## Task goal
Please copy every line from the records below that contains the string "evaluate".
-- Opening Marker --
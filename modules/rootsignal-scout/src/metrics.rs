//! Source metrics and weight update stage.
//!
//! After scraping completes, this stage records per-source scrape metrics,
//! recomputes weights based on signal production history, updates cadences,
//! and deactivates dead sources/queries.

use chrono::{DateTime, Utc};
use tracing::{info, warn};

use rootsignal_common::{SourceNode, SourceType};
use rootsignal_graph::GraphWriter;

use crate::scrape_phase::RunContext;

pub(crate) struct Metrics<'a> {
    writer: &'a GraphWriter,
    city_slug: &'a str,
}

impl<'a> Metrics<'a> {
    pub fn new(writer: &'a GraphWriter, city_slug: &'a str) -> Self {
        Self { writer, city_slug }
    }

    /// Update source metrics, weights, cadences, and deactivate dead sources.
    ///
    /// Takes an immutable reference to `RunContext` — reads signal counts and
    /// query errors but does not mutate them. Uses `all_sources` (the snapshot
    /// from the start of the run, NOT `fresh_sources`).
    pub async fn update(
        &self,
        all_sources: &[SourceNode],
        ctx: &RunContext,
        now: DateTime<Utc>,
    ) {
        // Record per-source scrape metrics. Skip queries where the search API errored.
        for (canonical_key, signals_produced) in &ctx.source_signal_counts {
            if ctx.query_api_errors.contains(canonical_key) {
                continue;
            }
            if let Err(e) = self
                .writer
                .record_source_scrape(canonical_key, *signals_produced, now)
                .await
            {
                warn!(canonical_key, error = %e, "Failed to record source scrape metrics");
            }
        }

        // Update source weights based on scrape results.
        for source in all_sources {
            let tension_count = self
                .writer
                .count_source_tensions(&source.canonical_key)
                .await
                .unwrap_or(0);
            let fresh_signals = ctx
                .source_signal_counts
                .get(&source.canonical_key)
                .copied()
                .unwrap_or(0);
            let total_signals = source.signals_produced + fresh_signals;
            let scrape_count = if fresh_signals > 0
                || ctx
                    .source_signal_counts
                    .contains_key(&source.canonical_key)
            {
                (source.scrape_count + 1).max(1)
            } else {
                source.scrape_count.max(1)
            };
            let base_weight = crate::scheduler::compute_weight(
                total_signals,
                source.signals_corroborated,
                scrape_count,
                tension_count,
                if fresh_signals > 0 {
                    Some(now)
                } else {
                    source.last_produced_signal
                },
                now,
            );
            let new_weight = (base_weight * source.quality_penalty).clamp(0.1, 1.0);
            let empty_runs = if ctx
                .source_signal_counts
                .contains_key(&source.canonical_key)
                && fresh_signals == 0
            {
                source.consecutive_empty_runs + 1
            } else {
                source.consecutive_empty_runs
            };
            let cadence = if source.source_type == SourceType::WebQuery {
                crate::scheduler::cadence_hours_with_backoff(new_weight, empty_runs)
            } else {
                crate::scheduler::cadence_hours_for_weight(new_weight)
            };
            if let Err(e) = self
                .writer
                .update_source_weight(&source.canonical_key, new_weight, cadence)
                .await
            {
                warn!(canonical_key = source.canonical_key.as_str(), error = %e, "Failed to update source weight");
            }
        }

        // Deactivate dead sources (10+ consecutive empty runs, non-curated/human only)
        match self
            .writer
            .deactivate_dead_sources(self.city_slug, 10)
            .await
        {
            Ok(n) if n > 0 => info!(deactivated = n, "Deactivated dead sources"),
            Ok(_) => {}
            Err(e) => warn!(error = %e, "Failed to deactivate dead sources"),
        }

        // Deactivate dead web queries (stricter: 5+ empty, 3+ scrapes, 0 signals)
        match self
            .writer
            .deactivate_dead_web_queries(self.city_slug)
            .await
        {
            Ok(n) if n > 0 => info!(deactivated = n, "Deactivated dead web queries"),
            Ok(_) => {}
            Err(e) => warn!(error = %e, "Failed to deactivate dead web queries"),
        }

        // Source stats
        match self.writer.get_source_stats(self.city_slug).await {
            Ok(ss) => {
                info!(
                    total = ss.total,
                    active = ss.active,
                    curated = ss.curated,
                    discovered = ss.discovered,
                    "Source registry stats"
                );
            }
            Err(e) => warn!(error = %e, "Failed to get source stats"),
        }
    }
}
-- Closing Marker --
-- Opening Marker --
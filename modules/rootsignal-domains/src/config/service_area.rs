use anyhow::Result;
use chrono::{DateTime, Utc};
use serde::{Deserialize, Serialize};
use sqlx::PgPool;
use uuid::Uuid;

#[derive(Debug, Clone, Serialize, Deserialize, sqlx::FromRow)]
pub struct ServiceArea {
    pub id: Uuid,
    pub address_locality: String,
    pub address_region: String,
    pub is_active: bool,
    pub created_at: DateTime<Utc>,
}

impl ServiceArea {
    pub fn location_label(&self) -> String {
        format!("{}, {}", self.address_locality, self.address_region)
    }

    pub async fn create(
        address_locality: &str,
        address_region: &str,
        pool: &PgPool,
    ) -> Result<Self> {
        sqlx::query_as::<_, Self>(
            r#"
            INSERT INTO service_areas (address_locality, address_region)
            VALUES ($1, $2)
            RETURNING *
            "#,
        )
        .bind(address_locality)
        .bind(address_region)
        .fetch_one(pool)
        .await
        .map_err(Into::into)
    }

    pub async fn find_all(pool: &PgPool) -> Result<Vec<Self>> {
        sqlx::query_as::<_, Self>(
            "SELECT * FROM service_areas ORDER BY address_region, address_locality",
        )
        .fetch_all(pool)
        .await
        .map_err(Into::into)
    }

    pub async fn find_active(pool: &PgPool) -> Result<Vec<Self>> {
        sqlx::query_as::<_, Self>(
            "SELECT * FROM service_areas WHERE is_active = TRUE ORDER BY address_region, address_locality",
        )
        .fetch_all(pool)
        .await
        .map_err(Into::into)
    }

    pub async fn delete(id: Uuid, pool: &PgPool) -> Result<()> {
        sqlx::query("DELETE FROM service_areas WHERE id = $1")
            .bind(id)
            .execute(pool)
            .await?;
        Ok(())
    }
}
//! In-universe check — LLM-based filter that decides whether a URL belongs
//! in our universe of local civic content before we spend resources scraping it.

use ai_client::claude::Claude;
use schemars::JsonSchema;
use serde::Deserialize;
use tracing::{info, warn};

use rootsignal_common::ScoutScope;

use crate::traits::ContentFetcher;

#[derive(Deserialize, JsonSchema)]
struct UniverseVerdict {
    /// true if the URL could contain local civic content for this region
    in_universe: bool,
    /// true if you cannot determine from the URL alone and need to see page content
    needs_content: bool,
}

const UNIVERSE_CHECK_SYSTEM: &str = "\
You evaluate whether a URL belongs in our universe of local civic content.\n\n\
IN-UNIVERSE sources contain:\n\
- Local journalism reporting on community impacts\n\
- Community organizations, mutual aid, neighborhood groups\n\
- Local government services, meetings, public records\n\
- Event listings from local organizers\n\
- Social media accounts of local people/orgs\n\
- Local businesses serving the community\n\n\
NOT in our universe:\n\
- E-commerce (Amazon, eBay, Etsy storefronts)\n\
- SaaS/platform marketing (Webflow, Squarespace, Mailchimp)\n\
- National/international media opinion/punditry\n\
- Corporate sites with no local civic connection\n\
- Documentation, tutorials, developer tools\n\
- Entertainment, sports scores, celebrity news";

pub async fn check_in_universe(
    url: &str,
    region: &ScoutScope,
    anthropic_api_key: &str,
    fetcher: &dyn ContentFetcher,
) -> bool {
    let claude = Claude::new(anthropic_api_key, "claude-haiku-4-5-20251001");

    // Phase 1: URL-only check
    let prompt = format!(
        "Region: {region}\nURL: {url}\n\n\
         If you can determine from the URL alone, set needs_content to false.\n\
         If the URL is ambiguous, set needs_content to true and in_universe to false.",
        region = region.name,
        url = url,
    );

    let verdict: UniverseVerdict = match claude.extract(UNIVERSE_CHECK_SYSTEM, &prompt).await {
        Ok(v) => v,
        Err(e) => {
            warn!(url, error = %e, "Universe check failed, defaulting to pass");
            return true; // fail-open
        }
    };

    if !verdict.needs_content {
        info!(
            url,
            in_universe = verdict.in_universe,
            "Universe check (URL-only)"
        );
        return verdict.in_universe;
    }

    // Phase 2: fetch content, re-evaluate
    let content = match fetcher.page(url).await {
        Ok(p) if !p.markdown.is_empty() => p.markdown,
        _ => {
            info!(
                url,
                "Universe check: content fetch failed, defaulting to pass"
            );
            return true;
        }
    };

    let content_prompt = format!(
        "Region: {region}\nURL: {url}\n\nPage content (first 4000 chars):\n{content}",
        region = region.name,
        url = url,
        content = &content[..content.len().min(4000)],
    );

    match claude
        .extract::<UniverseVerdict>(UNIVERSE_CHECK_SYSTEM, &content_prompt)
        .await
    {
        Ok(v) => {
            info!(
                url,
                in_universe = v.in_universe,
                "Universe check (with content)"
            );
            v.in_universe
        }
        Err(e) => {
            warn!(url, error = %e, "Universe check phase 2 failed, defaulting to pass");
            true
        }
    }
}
-- Closing Marker --
## Answer section
You evaluate whether a URL belongs in our universe of local civic content.\n\n\
    // Phase 2: fetch content, re-evaluate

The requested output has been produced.